La troisième partie des actes du colloque qui repose quant à elle sur les réformes de droit des sociétés et de la procédure est placée sous la présidence du Pr René Njeufack Temgwa, de l’Université de Dschang. Y sont inspectées, les questions relatives aux enjeux de la « flexibilisation » des règles des sociétés commerciales dans l’Acte uniforme relatif au droit des sociétés commerciales -AUDSCGIE révisé sous la plume de Patrice Samuel Aristide Badji.

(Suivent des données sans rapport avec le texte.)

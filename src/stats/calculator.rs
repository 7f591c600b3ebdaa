//! Statistics Calculator Module
//! Handles percentile, mean and box-plot summary computations.

use rayon::prelude::*;
use statrs::statistics::Statistics;

/// Whisker reach, in multiples of the interquartile range.
pub const WHISKER_IQR_FACTOR: f64 = 1.5;

/// Value bounds at a lower and an upper quantile of a dataset.
#[derive(Debug, Clone, Copy, PartialEq)]
pub struct QuantileBounds {
    pub lower: f64,
    pub upper: f64,
}

impl QuantileBounds {
    /// Inclusive on both ends.
    pub fn contains(&self, value: f64) -> bool {
        value >= self.lower && value <= self.upper
    }
}

/// Box-and-whisker summary for one group of values.
#[derive(Debug, Clone, PartialEq)]
pub struct BoxStats {
    pub count: usize,
    pub min: f64,
    pub q1: f64,
    pub median: f64,
    pub q3: f64,
    pub max: f64,
    pub mean: f64,
    pub whisker_low: f64,
    pub whisker_high: f64,
    pub outliers: Vec<f64>,
}

impl BoxStats {
    pub fn iqr(&self) -> f64 {
        self.q3 - self.q1
    }
}

/// A labelled group of values, the input of a box plot category.
#[derive(Debug, Clone, PartialEq)]
pub struct ValueGroup {
    pub label: String,
    pub values: Vec<f64>,
}

impl ValueGroup {
    pub fn new(label: impl Into<String>, values: Vec<f64>) -> Self {
        Self {
            label: label.into(),
            values,
        }
    }
}

/// Handles statistical calculations with multi-threading support.
pub struct StatsCalculator;

impl StatsCalculator {
    /// Sort a copy of the values ascending, NaNs treated as equal.
    pub fn sorted(values: &[f64]) -> Vec<f64> {
        let mut sorted = values.to_vec();
        sorted.sort_by(|a, b| a.partial_cmp(b).unwrap_or(std::cmp::Ordering::Equal));
        sorted
    }

    /// Calculate percentile using linear interpolation (NumPy compatible).
    ///
    /// `p` is in percent (0..=100) and `sorted_values` must be sorted ascending.
    pub fn percentile(sorted_values: &[f64], p: f64) -> f64 {
        let n = sorted_values.len();
        if n == 0 {
            return f64::NAN;
        }
        if n == 1 {
            return sorted_values[0];
        }

        let rank = (p / 100.0).clamp(0.0, 1.0) * (n - 1) as f64;
        let lower = rank.floor() as usize;
        let upper = (rank.ceil() as usize).min(n - 1);
        let frac = rank - lower as f64;

        // exact when both neighbours are equal
        sorted_values[lower] + (sorted_values[upper] - sorted_values[lower]) * frac
    }

    /// Same as [`percentile`](Self::percentile) with `q` as a fraction (0..=1).
    pub fn quantile(sorted_values: &[f64], q: f64) -> f64 {
        Self::percentile(sorted_values, q * 100.0)
    }

    /// Bounds at the `lower` and `upper` quantile fractions of unsorted values.
    /// Returns `None` for an empty input.
    pub fn quantile_bounds(values: &[f64], lower: f64, upper: f64) -> Option<QuantileBounds> {
        if values.is_empty() {
            return None;
        }
        let sorted = Self::sorted(values);
        Some(QuantileBounds {
            lower: Self::quantile(&sorted, lower),
            upper: Self::quantile(&sorted, upper),
        })
    }

    /// Arithmetic mean, `None` for an empty input.
    pub fn mean(values: &[f64]) -> Option<f64> {
        if values.is_empty() {
            None
        } else {
            Some(values.iter().mean())
        }
    }

    /// Box-plot summary: quartiles by linear interpolation, whiskers at the
    /// most extreme points within 1.5×IQR of the box, the rest are outliers.
    pub fn compute_box_stats(values: &[f64]) -> Option<BoxStats> {
        let sorted: Vec<f64> = Self::sorted(values)
            .into_iter()
            .filter(|v| v.is_finite())
            .collect();
        let (&min, &max) = (sorted.first()?, sorted.last()?);

        let q1 = Self::percentile(&sorted, 25.0);
        let median = Self::percentile(&sorted, 50.0);
        let q3 = Self::percentile(&sorted, 75.0);
        let iqr = q3 - q1;
        let low_fence = q1 - WHISKER_IQR_FACTOR * iqr;
        let high_fence = q3 + WHISKER_IQR_FACTOR * iqr;

        let whisker_low = sorted
            .iter()
            .copied()
            .find(|&v| v >= low_fence)
            .unwrap_or(q1);
        let whisker_high = sorted
            .iter()
            .rev()
            .copied()
            .find(|&v| v <= high_fence)
            .unwrap_or(q3);
        let outliers = sorted
            .iter()
            .copied()
            .filter(|&v| v < whisker_low || v > whisker_high)
            .collect();

        Some(BoxStats {
            count: sorted.len(),
            min,
            q1,
            median,
            q3,
            max,
            mean: sorted.iter().mean(),
            whisker_low,
            whisker_high,
            outliers,
        })
    }

    /// Compute box statistics for every group in parallel, keeping group order.
    pub fn compute_group_box_stats_parallel(groups: &[ValueGroup]) -> Vec<Option<BoxStats>> {
        groups
            .par_iter()
            .map(|group| Self::compute_box_stats(&group.values))
            .collect()
    }
}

Et aussi, celles de l’implantation des sociétés étrangères en Afrique à l’ère du nouveau droit des sociétés commerciales OHADA, sous la plume du Dr. Robert Assontsa.

Stève Tallyng, apporte dans ces actes un regard que « l’esprit des réformes judiciaires » notamment sur la recherche d’un rapprochement sans cesse croissant de l’institution judiciaire du justiciable succédé des précisions sur la compétence de la CCJA du Pr René Njeufack Temgwa.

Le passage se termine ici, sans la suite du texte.